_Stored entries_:
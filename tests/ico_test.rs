//! Integration tests for ICO conversion

use image::{DynamicImage, ImageFormat, Rgba, RgbaImage};
use imgico::ico::{DIR_ENTRY_LEN, HEADER_LEN, read_directory};
use imgico::{Error, imgico};
use std::io::Cursor;

fn create_solid_image(width: u32, height: u32, color: Rgba<u8>) -> RgbaImage {
    let mut img = RgbaImage::new(width, height);
    for pixel in img.pixels_mut() {
        *pixel = color;
    }
    img
}

fn encode(img: RgbaImage, format: ImageFormat) -> Vec<u8> {
    let mut buf = Cursor::new(Vec::new());
    DynamicImage::ImageRgba8(img)
        .write_to(&mut buf, format)
        .unwrap();
    buf.into_inner()
}

fn png_fixture() -> Vec<u8> {
    let mut img = create_solid_image(64, 48, Rgba([30, 144, 255, 255]));
    for y in 10..30 {
        for x in 20..40 {
            img.put_pixel(x, y, Rgba([255, 215, 0, 255]));
        }
    }
    encode(img, ImageFormat::Png)
}

#[test]
fn test_default_sizes_directory() {
    let ico = imgico(&png_fixture(), None).unwrap();
    let entries = read_directory(&ico).unwrap();

    let sizes: Vec<u32> = entries.iter().map(|e| e.width).collect();
    assert_eq!(sizes, vec![16, 32, 48, 64, 128, 256]);
    assert_eq!(&ico[0..6], &[0, 0, 1, 0, 6, 0]);

    // Payloads follow the directory back to back
    let mut offset = (HEADER_LEN + DIR_ENTRY_LEN * entries.len()) as u32;
    for entry in &entries {
        assert_eq!(entry.width, entry.height);
        assert_eq!(entry.planes, 1);
        assert_eq!(entry.bits_per_pixel, 32);
        assert_eq!(entry.payload_offset, offset);
        offset += entry.payload_size;
    }
    assert_eq!(offset as usize, ico.len());
}

#[test]
fn test_payloads_are_pngs_of_entry_size() {
    let ico = imgico(&png_fixture(), Some(&[16, 256])).unwrap();
    let entries = read_directory(&ico).unwrap();
    assert_eq!(entries.len(), 2);

    for entry in entries {
        let start = entry.payload_offset as usize;
        let payload = &ico[start..start + entry.payload_size as usize];
        assert_eq!(&payload[..8], b"\x89PNG\r\n\x1a\n");
        let decoded = image::load_from_memory_with_format(payload, ImageFormat::Png).unwrap();
        assert_eq!((decoded.width(), decoded.height()), (entry.width, entry.height));
    }
}

#[test]
fn test_256_stored_as_zero() {
    let ico = imgico(&png_fixture(), Some(&[256])).unwrap();
    assert_eq!(ico[HEADER_LEN], 0);
    assert_eq!(ico[HEADER_LEN + 1], 0);
}

#[test]
fn test_sizes_are_normalized() {
    let input = png_fixture();
    let messy = imgico(&input, Some(&[64, 16, 16, 32])).unwrap();
    let clean = imgico(&input, Some(&[16, 32, 64])).unwrap();
    assert_eq!(messy, clean);
}

#[test]
fn test_solid_color_survives() {
    let input = encode(
        create_solid_image(40, 40, Rgba([200, 10, 90, 255])),
        ImageFormat::Png,
    );
    let ico = imgico(&input, Some(&[16])).unwrap();
    let entry = read_directory(&ico).unwrap()[0];
    let start = entry.payload_offset as usize;
    let decoded = image::load_from_memory(&ico[start..start + entry.payload_size as usize])
        .unwrap()
        .to_rgba8();

    assert!(decoded.pixels().all(|p| *p == Rgba([200, 10, 90, 255])));
}

#[test]
fn test_size_range_errors() {
    let input = png_fixture();
    assert_eq!(imgico(&input, Some(&[])), Err(Error::SizeRange { size: None }));
    assert_eq!(
        imgico(&input, Some(&[0])),
        Err(Error::SizeRange { size: Some(0) })
    );
    assert_eq!(
        imgico(&input, Some(&[16, 300])),
        Err(Error::SizeRange { size: Some(300) })
    );
}

#[test]
fn test_decode_errors() {
    assert!(matches!(imgico(&[], None), Err(Error::Decode(_))));
    assert!(matches!(
        imgico(b"definitely not an image", None),
        Err(Error::Decode(_))
    ));

    let png = png_fixture();
    assert!(matches!(
        imgico(&png[..png.len() / 2], None),
        Err(Error::Decode(_))
    ));
}

#[test]
fn test_other_input_formats() {
    let img = create_solid_image(20, 20, Rgba([0, 128, 0, 255]));
    let bmp = encode(img.clone(), ImageFormat::Bmp);
    let gif = encode(img.clone(), ImageFormat::Gif);
    let webp = encode(img.clone(), ImageFormat::WebP);

    let mut jpeg = Cursor::new(Vec::new());
    DynamicImage::ImageRgba8(img)
        .to_rgb8()
        .write_to(&mut jpeg, ImageFormat::Jpeg)
        .unwrap();

    for input in [bmp, gif, webp, jpeg.into_inner()] {
        let ico = imgico(&input, Some(&[16, 32])).unwrap();
        assert_eq!(read_directory(&ico).unwrap().len(), 2);
    }
}

#[test]
fn test_lossless_formats_keep_color() {
    let img = create_solid_image(12, 12, Rgba([250, 120, 0, 255]));

    for format in [ImageFormat::Gif, ImageFormat::WebP] {
        let ico = imgico(&encode(img.clone(), format), Some(&[16])).unwrap();
        let entry = read_directory(&ico).unwrap()[0];
        let start = entry.payload_offset as usize;
        let decoded = image::load_from_memory(&ico[start..start + entry.payload_size as usize])
            .unwrap()
            .to_rgba8();
        assert!(
            decoded.pixels().all(|p| *p == Rgba([250, 120, 0, 255])),
            "{format:?}"
        );
    }
}

#[test]
fn test_non_square_input_fills_every_entry() {
    // Left half red, right half blue
    let mut img = create_solid_image(40, 10, Rgba([0, 0, 255, 255]));
    for y in 0..10 {
        for x in 0..20 {
            img.put_pixel(x, y, Rgba([255, 0, 0, 255]));
        }
    }
    let ico = imgico(&encode(img, ImageFormat::Png), Some(&[16])).unwrap();
    let entry = read_directory(&ico).unwrap()[0];
    let start = entry.payload_offset as usize;
    let decoded = image::load_from_memory(&ico[start..start + entry.payload_size as usize])
        .unwrap()
        .to_rgba8();

    assert_eq!(decoded.dimensions(), (16, 16));
    assert!(decoded.pixels().all(|p| p[3] == 255), "no letterbox bars");
    for y in 0..16 {
        assert_eq!(*decoded.get_pixel(0, y), Rgba([255, 0, 0, 255]));
        assert_eq!(*decoded.get_pixel(15, y), Rgba([0, 0, 255, 255]));
    }
}

#[test]
fn test_deterministic_output() {
    let input = png_fixture();
    assert_eq!(imgico(&input, None).unwrap(), imgico(&input, None).unwrap());
}
//! Input decoding
//!
//! Every supported source format is a [`RasterDecoder`]. The decoder is
//! chosen by sniffing the leading signature bytes, never by file extension,
//! and the result is always normalized to an RGBA8 [`RasterImage`].

use crate::error::{Error, Result};
use crate::types::RasterImage;
use image::ImageFormat;

/// A source format the engine knows how to turn into a [`RasterImage`]
pub trait RasterDecoder: Send + Sync {
    /// Short format name used in logs
    fn name(&self) -> &'static str;

    /// Whether `bytes` start with this format's signature
    fn signature_matches(&self, bytes: &[u8]) -> bool;

    fn decode(&self, bytes: &[u8]) -> Result<RasterImage>;
}

pub struct PngDecoder;
pub struct JpegDecoder;
pub struct GifDecoder;
pub struct BmpDecoder;
pub struct WebpDecoder;

const PNG_SIGNATURE: &[u8] = &[0x89, b'P', b'N', b'G', 0x0D, 0x0A, 0x1A, 0x0A];
const JPEG_SIGNATURE: &[u8] = &[0xFF, 0xD8, 0xFF];

impl RasterDecoder for PngDecoder {
    fn name(&self) -> &'static str {
        "png"
    }

    fn signature_matches(&self, bytes: &[u8]) -> bool {
        bytes.starts_with(PNG_SIGNATURE)
    }

    fn decode(&self, bytes: &[u8]) -> Result<RasterImage> {
        decode_with_format(bytes, ImageFormat::Png)
    }
}

impl RasterDecoder for JpegDecoder {
    fn name(&self) -> &'static str {
        "jpeg"
    }

    fn signature_matches(&self, bytes: &[u8]) -> bool {
        bytes.starts_with(JPEG_SIGNATURE)
    }

    fn decode(&self, bytes: &[u8]) -> Result<RasterImage> {
        decode_with_format(bytes, ImageFormat::Jpeg)
    }
}

impl RasterDecoder for GifDecoder {
    fn name(&self) -> &'static str {
        "gif"
    }

    fn signature_matches(&self, bytes: &[u8]) -> bool {
        bytes.starts_with(b"GIF87a") || bytes.starts_with(b"GIF89a")
    }

    // Only the first frame is used
    fn decode(&self, bytes: &[u8]) -> Result<RasterImage> {
        decode_with_format(bytes, ImageFormat::Gif)
    }
}

impl RasterDecoder for BmpDecoder {
    fn name(&self) -> &'static str {
        "bmp"
    }

    fn signature_matches(&self, bytes: &[u8]) -> bool {
        bytes.starts_with(b"BM")
    }

    fn decode(&self, bytes: &[u8]) -> Result<RasterImage> {
        decode_with_format(bytes, ImageFormat::Bmp)
    }
}

impl RasterDecoder for WebpDecoder {
    fn name(&self) -> &'static str {
        "webp"
    }

    fn signature_matches(&self, bytes: &[u8]) -> bool {
        bytes.len() >= 12 && &bytes[0..4] == b"RIFF" && &bytes[8..12] == b"WEBP"
    }

    fn decode(&self, bytes: &[u8]) -> Result<RasterImage> {
        decode_with_format(bytes, ImageFormat::WebP)
    }
}

static DECODERS: &[&dyn RasterDecoder] = &[
    &PngDecoder,
    &JpegDecoder,
    &GifDecoder,
    &BmpDecoder,
    &WebpDecoder,
];

/// Find the decoder whose signature matches `bytes`
pub fn decoder_for(bytes: &[u8]) -> Option<&'static dyn RasterDecoder> {
    DECODERS
        .iter()
        .copied()
        .find(|decoder| decoder.signature_matches(bytes))
}

/// Decode an image buffer of any supported format
pub fn decode(bytes: &[u8]) -> Result<RasterImage> {
    if bytes.is_empty() {
        return Err(Error::Decode("input is empty".to_string()));
    }

    let decoder = decoder_for(bytes)
        .ok_or_else(|| Error::Decode("unrecognized image signature".to_string()))?;

    let image = decoder.decode(bytes)?;
    log::debug!(
        "decoded {} input: {}x{} ({} bytes)",
        decoder.name(),
        image.width(),
        image.height(),
        bytes.len()
    );
    Ok(image)
}

fn decode_with_format(bytes: &[u8], format: ImageFormat) -> Result<RasterImage> {
    let img = image::load_from_memory_with_format(bytes, format).map_err(|e| match e {
        // Anything the codec rejects is a problem with the input itself
        image::ImageError::Encoding(_) | image::ImageError::Parameter(_) => {
            Error::Decode(e.to_string())
        }
        other => Error::from(other),
    })?;
    RasterImage::try_from(img.to_rgba8()).map_err(|e| match e {
        Error::Encoding(msg) => Error::Decode(msg),
        other => other,
    })
}
//! Polygon simplification and curve fitting
//!
//! 1. Closed Douglas-Peucker reduction within `tolerance`
//! 2. Corner classification by turning angle
//! 3. Cubic segments with Catmull-Rom tangents through smooth vertices,
//!    straight edges between corners and for near-linear spans

use crate::types::{PathSegment, Point, Polygon, Subpath, VectorPath};

/// Vertices turning more sharply than this are kept as hard corners
pub const CORNER_ANGLE_DEGREES: f64 = 60.0;

/// Smallest tolerance ever used, in canvas units
pub const MIN_TOLERANCE: f64 = 0.5;

/// Simplification tolerance for a square canvas of `size` units.
///
/// One unit per 256, so a trace looks the same at every output size.
pub fn tolerance_for_canvas(size: u32) -> f64 {
    (size as f64 / 256.0).max(MIN_TOLERANCE)
}

/// Douglas-Peucker over `ring[first..=last]`, marking kept indices
fn douglas_peucker(ring: &[Point], first: usize, last: usize, tolerance: f64, keep: &mut [bool]) {
    let mut stack = vec![(first, last)];

    while let Some((start, end)) = stack.pop() {
        if end <= start + 1 {
            continue;
        }

        let mut max_dist = 0.0;
        let mut max_idx = start;
        for i in start + 1..end {
            let dist = ring[i].distance_to_segment(&ring[start], &ring[end]);
            if dist > max_dist {
                max_dist = dist;
                max_idx = i;
            }
        }

        if max_dist > tolerance {
            keep[max_idx] = true;
            stack.push((max_idx, end));
            stack.push((start, max_idx));
        }
    }
}

/// Reduce a closed polygon, anchoring on the first vertex and the vertex
/// farthest from it
pub fn simplify_closed(points: &[Point], tolerance: f64) -> Vec<Point> {
    let n = points.len();
    if n <= 3 {
        return points.to_vec();
    }

    let origin = points[0];
    let mut far = 0;
    let mut far_dist = 0.0;
    for (i, p) in points.iter().enumerate().skip(1) {
        let dist = origin.distance(p);
        if dist > far_dist {
            far_dist = dist;
            far = i;
        }
    }
    if far == 0 {
        return vec![origin];
    }

    let mut ring = points.to_vec();
    ring.push(origin);
    let mut keep = vec![false; n + 1];
    keep[0] = true;
    keep[far] = true;

    douglas_peucker(&ring, 0, far, tolerance, &mut keep);
    douglas_peucker(&ring, far, n, tolerance, &mut keep);

    points
        .iter()
        .zip(&keep)
        .filter(|(_, k)| **k)
        .map(|(p, _)| *p)
        .collect()
}

/// Absolute turning angle at `b` walking `a -> b -> c`, in degrees
fn turning_angle(a: Point, b: Point, c: Point) -> f64 {
    let v1 = b - a;
    let v2 = c - b;
    let cross = v1.x * v2.y - v1.y * v2.x;
    let dot = v1.x * v2.x + v1.y * v2.y;
    cross.atan2(dot).abs().to_degrees()
}

/// Fit segments through the vertices of a closed, already simplified loop
pub fn fit_curves(points: &[Point], tolerance: f64) -> Subpath {
    let n = points.len();
    let at = |i: usize| points[i % n];
    let prev = |i: usize| points[(i + n - 1) % n];

    let corners: Vec<bool> = (0..n)
        .map(|i| turning_angle(prev(i), at(i), at(i + 1)) > CORNER_ANGLE_DEGREES)
        .collect();

    let segments = (0..n)
        .map(|i| {
            let p0 = at(i);
            let p1 = at(i + 1);
            let next = (i + 1) % n;

            if corners[i] && corners[next] {
                return PathSegment::Line(p1);
            }

            let ctrl1 = if corners[i] {
                p0 + (p1 - p0) * (1.0 / 3.0)
            } else {
                p0 + (p1 - prev(i)) * (1.0 / 6.0)
            };
            let ctrl2 = if corners[next] {
                p1 - (p1 - p0) * (1.0 / 3.0)
            } else {
                p1 - (at(i + 2) - p0) * (1.0 / 6.0)
            };

            let near_linear = ctrl1.distance_to_segment(&p0, &p1) <= tolerance
                && ctrl2.distance_to_segment(&p0, &p1) <= tolerance;
            if near_linear {
                PathSegment::Line(p1)
            } else {
                PathSegment::Cubic {
                    ctrl1,
                    ctrl2,
                    to: p1,
                }
            }
        })
        .collect();

    Subpath {
        start: points[0],
        segments,
    }
}

/// Whether the polygon's bounding box is at most `2 * tolerance` across
fn is_thin(points: &[Point], tolerance: f64) -> bool {
    let (mut min_x, mut min_y) = (f64::INFINITY, f64::INFINITY);
    let (mut max_x, mut max_y) = (f64::NEG_INFINITY, f64::NEG_INFINITY);
    for p in points {
        min_x = min_x.min(p.x);
        min_y = min_y.min(p.y);
        max_x = max_x.max(p.x);
        max_y = max_y.max(p.y);
    }
    (max_x - min_x).min(max_y - min_y) <= 2.0 * tolerance
}

/// Simplify one polygon into a path with a single subpath.
///
/// The fill is left transparent for the caller to set. Thin polygons keep
/// their traced vertices, and a reduction that leaves fewer than three
/// vertices falls back to the traced ring, so a region never disappears.
/// Only inputs with fewer than three vertices produce an empty path.
pub fn simplify(polygon: &Polygon, tolerance: f64) -> VectorPath {
    let mut path = VectorPath::new([0, 0, 0, 0]);
    if polygon.points.len() < 3 {
        return path;
    }

    let points = if is_thin(&polygon.points, tolerance) {
        polygon.points.clone()
    } else {
        let reduced = simplify_closed(&polygon.points, tolerance);
        if reduced.len() >= 3 {
            reduced
        } else {
            polygon.points.clone()
        }
    };
    path.subpaths.push(fit_curves(&points, tolerance));
    path
}

#[cfg(test)]
mod tests {
    use super::*;

    fn square(size: f64) -> Polygon {
        Polygon::from_points(vec![
            Point::new(0.0, 0.0),
            Point::new(size, 0.0),
            Point::new(size, size),
            Point::new(0.0, size),
        ])
    }

    #[test]
    fn test_tolerance_scales_with_canvas() {
        assert_eq!(tolerance_for_canvas(16), MIN_TOLERANCE);
        assert_eq!(tolerance_for_canvas(256), 1.0);
        assert!(tolerance_for_canvas(200) < tolerance_for_canvas(256));
    }

    #[test]
    fn test_square_stays_square() {
        let path = simplify(&square(256.0), 1.0);
        assert_eq!(path.subpaths.len(), 1);
        let sub = &path.subpaths[0];
        assert_eq!(sub.start, Point::new(0.0, 0.0));
        assert_eq!(
            sub.segments,
            vec![
                PathSegment::Line(Point::new(256.0, 0.0)),
                PathSegment::Line(Point::new(256.0, 256.0)),
                PathSegment::Line(Point::new(0.0, 256.0)),
                PathSegment::Line(Point::new(0.0, 0.0)),
            ]
        );
    }

    #[test]
    fn test_staircase_collapses() {
        // 45 degree staircase along the diagonal of a triangle
        let mut points = vec![Point::new(0.0, 0.0)];
        for i in 0..20 {
            points.push(Point::new(i as f64 + 1.0, i as f64));
            points.push(Point::new(i as f64 + 1.0, i as f64 + 1.0));
        }
        points.push(Point::new(0.0, 20.0));
        let polygon = Polygon::from_points(points);

        let reduced = simplify_closed(&polygon.points, 1.0);
        assert!(reduced.len() <= 4, "got {} points", reduced.len());
    }

    #[test]
    fn test_tiny_polygon_survives() {
        let path = simplify(&square(1.0), 1.0);
        assert_eq!(path.subpaths.len(), 1);
        assert_eq!(path.subpaths[0].segments.len(), 4);
    }

    #[test]
    fn test_single_column_keeps_its_corners() {
        let column = Polygon::from_points(vec![
            Point::new(128.0, 0.0),
            Point::new(129.0, 0.0),
            Point::new(129.0, 256.0),
            Point::new(128.0, 256.0),
        ]);
        // Reduction alone would collapse it to a segment
        assert!(simplify_closed(&column.points, 1.0).len() < 3);

        let path = simplify(&column, 1.0);
        assert_eq!(path.subpaths.len(), 1);
        assert_eq!(
            path.subpaths[0].segments,
            vec![
                PathSegment::Line(Point::new(129.0, 0.0)),
                PathSegment::Line(Point::new(129.0, 256.0)),
                PathSegment::Line(Point::new(128.0, 256.0)),
                PathSegment::Line(Point::new(128.0, 0.0)),
            ]
        );
    }

    #[test]
    fn test_degenerate_input_is_empty() {
        let line = Polygon::from_points(vec![Point::new(0.0, 0.0), Point::new(4.0, 0.0)]);
        assert!(simplify(&line, 1.0).is_empty());
    }

    #[test]
    fn test_smooth_shape_gets_curves() {
        let points: Vec<Point> = (0..12)
            .map(|i| {
                let t = i as f64 / 12.0 * std::f64::consts::TAU;
                Point::new(100.0 + 80.0 * t.cos(), 100.0 + 80.0 * t.sin())
            })
            .collect();
        let path = simplify(&Polygon::from_points(points), 1.0);
        let sub = &path.subpaths[0];
        assert!(
            sub.segments
                .iter()
                .any(|s| matches!(s, PathSegment::Cubic { .. }))
        );
        assert_eq!(sub.segments.last().unwrap().end(), sub.start);
    }

    #[test]
    fn test_turning_angle() {
        let a = Point::new(0.0, 0.0);
        let b = Point::new(1.0, 0.0);
        assert!((turning_angle(a, b, Point::new(2.0, 0.0))).abs() < 1e-9);
        assert!((turning_angle(a, b, Point::new(1.0, 1.0)) - 90.0).abs() < 1e-9);
    }
}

_TASK BRIEF_:
I'd like an exact copy of the lines above, from the very first one through the line that contains "fn create_solid_image(width: u32, height: u32, color: Rgba<u8>)", with nothing else added.

_SOLUTION FOR THIS TASK_:
filename tests/ico_test.rs
//! Integration tests for ICO conversion

use image::{DynamicImage, ImageFormat, Rgba, RgbaImage};
use imgico::ico::{DIR_ENTRY_LEN, HEADER_LEN, read_directory};
use imgico::{Error, imgico};
use std::io::Cursor;

fn create_solid_image(width: u32, height: u32, color: Rgba<u8>) -> RgbaImage {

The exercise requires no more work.